2001–02 Ulster Rugby season
- Ground: Ravenhill Stadium (Capacity: 12,500)
- Coach: Alan Solomons
- Captain: Andy Ward
- Most appearances: Neil Best, Paddy Wallace (17 each)
- Top scorer: David Humphreys (202)
- Most tries: Ryan Constable (6)
- League(s): Heineken Cup (2nd in pool) Celtic League (semi-finalists) IRFU Interprovincial Championship (2nd)

= 2001–02 Ulster Rugby season =

Professional provincial Rugby Union playing season

David Humphreys' scores a Heineken Cup record 37 points against Wasps

The 2001–02 season was Ulster Rugby's seventh under professionalism, and their first under head coach Alan Solomons. They competed in the Heineken Cup, the IRFU Interprovincial Championship, and the inaugural Celtic League. Flanker Andy Ward was captain.

Solomons, former assistant coach of South Africa and the Western Stormers, was appointed in January to succeed Harry Williams in June. Mark McCall remained assistant coach. Former Springboks assistant coach Phil Mack, who had worked with Solomons with the Stormers, was appointed fitness advisor in place of Mike Bull.

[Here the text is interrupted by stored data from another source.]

/// Which way an engine session runs.
#[derive(Debug, Clone, Copy, PartialEq, Eq)]
pub enum Direction {
    Compress,
    Decompress,
}

//==================================================================================
// 2. The Engine Contract
//==================================================================================

/// The callbacks an engine session reports through.
pub struct EngineHandle {
    data: Sender<Vec<u8>>,
    done: Option<SyncSender<EngineStatus>>,
}

impl EngineHandle {
    /// On-data: hands produced bytes to the core.
    pub fn emit(&self, bytes: &[u8]) {
        if !bytes.is_empty() {
            // The receiving transformer may already have moved on to a new session.
            let _ = self.data.send(bytes.to_vec());
        }
    }

    /// On-completion: ends the session. Only the first call has any effect.
    pub fn complete(&mut self, status: EngineStatus) {
        if let Some(done) = self.done.take() {
            let _ = done.send(status);
        }
    }

    pub fn is_complete(&self) -> bool {
        self.done.is_none()
    }
}

/// A push-driven compression engine.
///
/// Engines report all failures through [`EngineHandle::complete`]; `push`
/// itself never fails.
pub trait CompressionEngine {
    /// Name used in error messages ("Failed to {name} with: ...").
    fn name(&self) -> &'static str;

    /// Opens a fresh session, discarding any previous one.
    fn start(&mut self, handle: EngineHandle);

    /// Feeds the next chunk of input. `is_final` marks the last chunk, after
    /// which the engine must flush and complete the session.
    fn push(&mut self, chunk: &[u8], is_final: bool);
}

//==================================================================================
// 3. Transformer Adapter
//==================================================================================

/// Runs a [`CompressionEngine`] behind the [`Transformer`] contract.
///
/// A failed session is recovered by `reset()`, which opens a new session on
/// the same engine value.
pub struct CompressionTransformer<E> {
    engine: E,
    data: Receiver<Vec<u8>>,
    done: Receiver<EngineStatus>,
    /// A completion that arrived before the final push.
    early_status: Option<EngineStatus>,
}

impl<E: CompressionEngine> CompressionTransformer<E> {
    pub fn new(mut engine: E) -> Self {
        let (data, done) = open_session(&mut engine);
        Self {
            engine,
            data,
            done,
            early_status: None,
        }
    }

    pub fn engine(&self) -> &E {
        &self.engine
    }

    /// Copies everything the engine has produced so far into `dst`.
    fn copy_produced(&mut self, dst: &mut dyn Write) -> Result<usize, TransformError> {
        let mut written = 0;
        for chunk in self.data.try_iter() {
            dst.write_all(&chunk)?;
            written += chunk.len();
        }
        Ok(written)
    }

    fn check(&self, status: EngineStatus) -> Result<(), TransformError> {
        match status {
            EngineStatus::Ok => Ok(()),
            EngineStatus::Failed { code, description } => {
                log::debug!("{} session failed with status {}", self.engine.name(), code);
                Err(TransformError::Engine {
                    engine: self.engine.name(),
                    status: code,
                    description,
                })
            }
        }
    }
}

fn open_session<E: CompressionEngine>(
    engine: &mut E,
) -> (Receiver<Vec<u8>>, Receiver<EngineStatus>) {
    let (data_tx, data_rx) = mpsc::channel();
    let (done_tx, done_rx) = mpsc::sync_channel(1);
    engine.start(EngineHandle {
        data: data_tx,
        done: Some(done_tx),
    });
    log::trace!("{} session opened", engine.name());
    (data_rx, done_rx)
}

impl<E: CompressionEngine> Transformer for CompressionTransformer<E> {
    fn transform(
        &mut self,
        src: &[u8],
        dst: &mut dyn Write,
        at_eof: bool,
    ) -> Result<usize, TransformError> {
        if !at_eof && src.is_empty() {
            return Ok(0);
        }

        // The session already ended; nothing may be pushed into it.
        if !src.is_empty() && self.early_status == Some(EngineStatus::Ok) {
            return Err(TransformError::MalformedInput {
                codec: self.engine.name(),
                reason: format!("{} bytes of data after end of stream", src.len()),
            });
        }

        self.engine.push(src, at_eof);

        if at_eof {
            let status = match self.early_status.take() {
                Some(status) => status,
                None => self
                    .done
                    .recv()
                    .map_err(|_| TransformError::EngineDisconnected(self.engine.name()))?,
            };
            self.check(status)?;
            return self.copy_produced(dst);
        }

        if self.early_status.is_some() {
            return self.copy_produced(dst);
        }
        match self.done.try_recv() {
            Ok(status @ EngineStatus::Failed { .. }) => return self.check(status).map(|_| 0),
            Ok(status) => self.early_status = Some(status),
            Err(TryRecvError::Empty) => {}
            Err(TryRecvError::Disconnected) => {
                return Err(TransformError::EngineDisconnected(self.engine.name()))
            }
        }
        self.copy_produced(dst)
    }

    fn reset(&mut self) {
        let (data, done) = open_session(&mut self.engine);
        self.data = data;
        self.done = done;
        self.early_status = None;
    }

    fn name(&self) -> &str {
        self.engine.name()
    }
}

//==================================================================================
// 4. Shared Session Driver for `std::io::Write`-style codecs
//==================================================================================

/// A push-style codec that writes its output into an owned `Vec<u8>`.
pub(crate) trait CodecWriter: Write {
    /// The output produced so far. Callers drain it between pushes.
    fn produced(&mut self) -> &mut Vec<u8>;

    /// Flushes the codec's trailer and returns the last of its output.
    fn finish_stream(self: Box<Self>) -> io::Result<Vec<u8>>;
}

/// Drives one [`CodecWriter`] through a session, reporting through an [`EngineHandle`].
pub(crate) struct WriterSession {
    codec: Option<Box<dyn CodecWriter>>,
    handle: EngineHandle,
    /// Status reported for codec errors that are not about truncated input.
    failure_code: i32,
}

impl WriterSession {
    pub(crate) fn open(
        mut handle: EngineHandle,
        codec: io::Result<Box<dyn CodecWriter>>,
        direction: Direction,
    ) -> Self {
        let failure_code = match direction {
            Direction::Compress => status::Z_STREAM_ERROR,
            Direction::Decompress => status::Z_DATA_ERROR,
        };
        let codec = match codec {
            Ok(codec) => Some(codec),
            Err(e) => {
                handle.complete(EngineStatus::failed(status::Z_STREAM_ERROR, e));
                None
            }
        };
        Self {
            codec,
            handle,
            failure_code,
        }
    }

    pub(crate) fn push(&mut self, chunk: &[u8], is_final: bool) {
        let Some(codec) = self.codec.as_mut() else {
            return;
        };

        if let Err(e) = codec.write_all(chunk) {
            self.fail(e);
            return;
        }
        let produced = std::mem::take(codec.produced());
        self.handle.emit(&produced);

        if !is_final {
            return;
        }
        if let Some(codec) = self.codec.take() {
            match codec.finish_stream() {
                Ok(rest) => {
                    self.handle.emit(&rest);
                    self.handle.complete(EngineStatus::Ok);
                }
                Err(e) => self.fail(e),
            }
        }
    }

    fn fail(&mut self, err: io::Error) {
        self.codec = None;
        let code = match err.kind() {
            io::ErrorKind::UnexpectedEof => status::Z_BUF_ERROR,
            _ => self.failure_code,
        };
        self.handle.complete(EngineStatus::failed(code, err));
    }
}
// In: src/error.rs

//! This module defines the single, unified error type for the entire tambak-stream library.
//! It uses the `thiserror` crate to provide ergonomic, context-aware error handling.
//!
//! Errors are never recovered from inside a pipeline: the first failure in any
//! stage aborts the current call and is handed to the immediate caller as-is.

use std::io;

use thiserror::Error;

#[derive(Error, Debug)]
pub enum TransformError {
    // =========================================================================
    // === Codec Errors
    // =========================================================================
    /// The input cannot be a valid encoding for the codec (bad alphabet byte,
    /// misplaced padding, truncated final group).
    #[error("Malformed {codec} input: {reason}")]
    MalformedInput { codec: &'static str, reason: String },

    /// A wrapped compression engine finished its session with a non-OK status.
    /// This is the only place a foreign status code is translated.
    #[error("Failed to {engine} with: {description} (status {status})")]
    Engine {
        engine: &'static str,
        status: i32,
        description: String,
    },

    /// The engine dropped its completion signal without ever reporting a status.
    #[error("Compression engine '{0}' dropped its session without reporting completion")]
    EngineDisconnected(&'static str),

    // =========================================================================
    // === Configuration Errors
    // =========================================================================
    #[error("Invalid pipeline configuration: {0}")]
    Config(String),

    #[error("Internal logic error (this is a bug): {0}")]
    InternalError(String),

    // =========================================================================
    // === External Error Wrappers (Using #[from] for automatic conversion)
    // =========================================================================
    /// An upstream read or downstream write failed. Propagated unchanged.
    #[error("I/O error: {0}")]
    Io(#[from] io::Error),

    /// An error from the Serde JSON library, typically while loading a pipeline config.
    #[error("Serde JSON error: {0}")]
    SerdeJson(#[from] serde_json::Error),
}

// =============================================================================
// === Manual `From` Implementations ===
// =============================================================================

impl From<base64::DecodeError> for TransformError {
    fn from(err: base64::DecodeError) -> Self {
        TransformError::MalformedInput {
            codec: "base64",
            reason: err.to_string(),
        }
    }
}

/// Lets pipeline stages sit behind `std::io::Read`. Upstream/downstream I/O
/// errors come back out unchanged; everything else is reported as invalid data.
impl From<TransformError> for io::Error {
    fn from(err: TransformError) -> io::Error {
        match err {
            TransformError::Io(inner) => inner,
            other => io::Error::new(io::ErrorKind::InvalidData, other),
        }
    }
}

Hooker Allen Clarke retired from playing and was named Director of Elite Player Development, establishing Ulster's first academy programme, based at the Sports Institute for Northern Ireland. The first intake consisted of fourteen players.

The Irish, Scottish and Welsh unions agreed a format for the inaugural Celtic League in May 2001. It would involve all four Irish provinces, two teams from Scotland and nine from Wales, organised in two conferences. It would kick off on 18 August, with the final scheduled for 15 December. Celtic league fixtures between Ulster and Leinster, and between Munster and Connacht, would count towards this year's IRFU Interprovincial Championship. The remaining Interprovincial fixtures would take place in April 2002.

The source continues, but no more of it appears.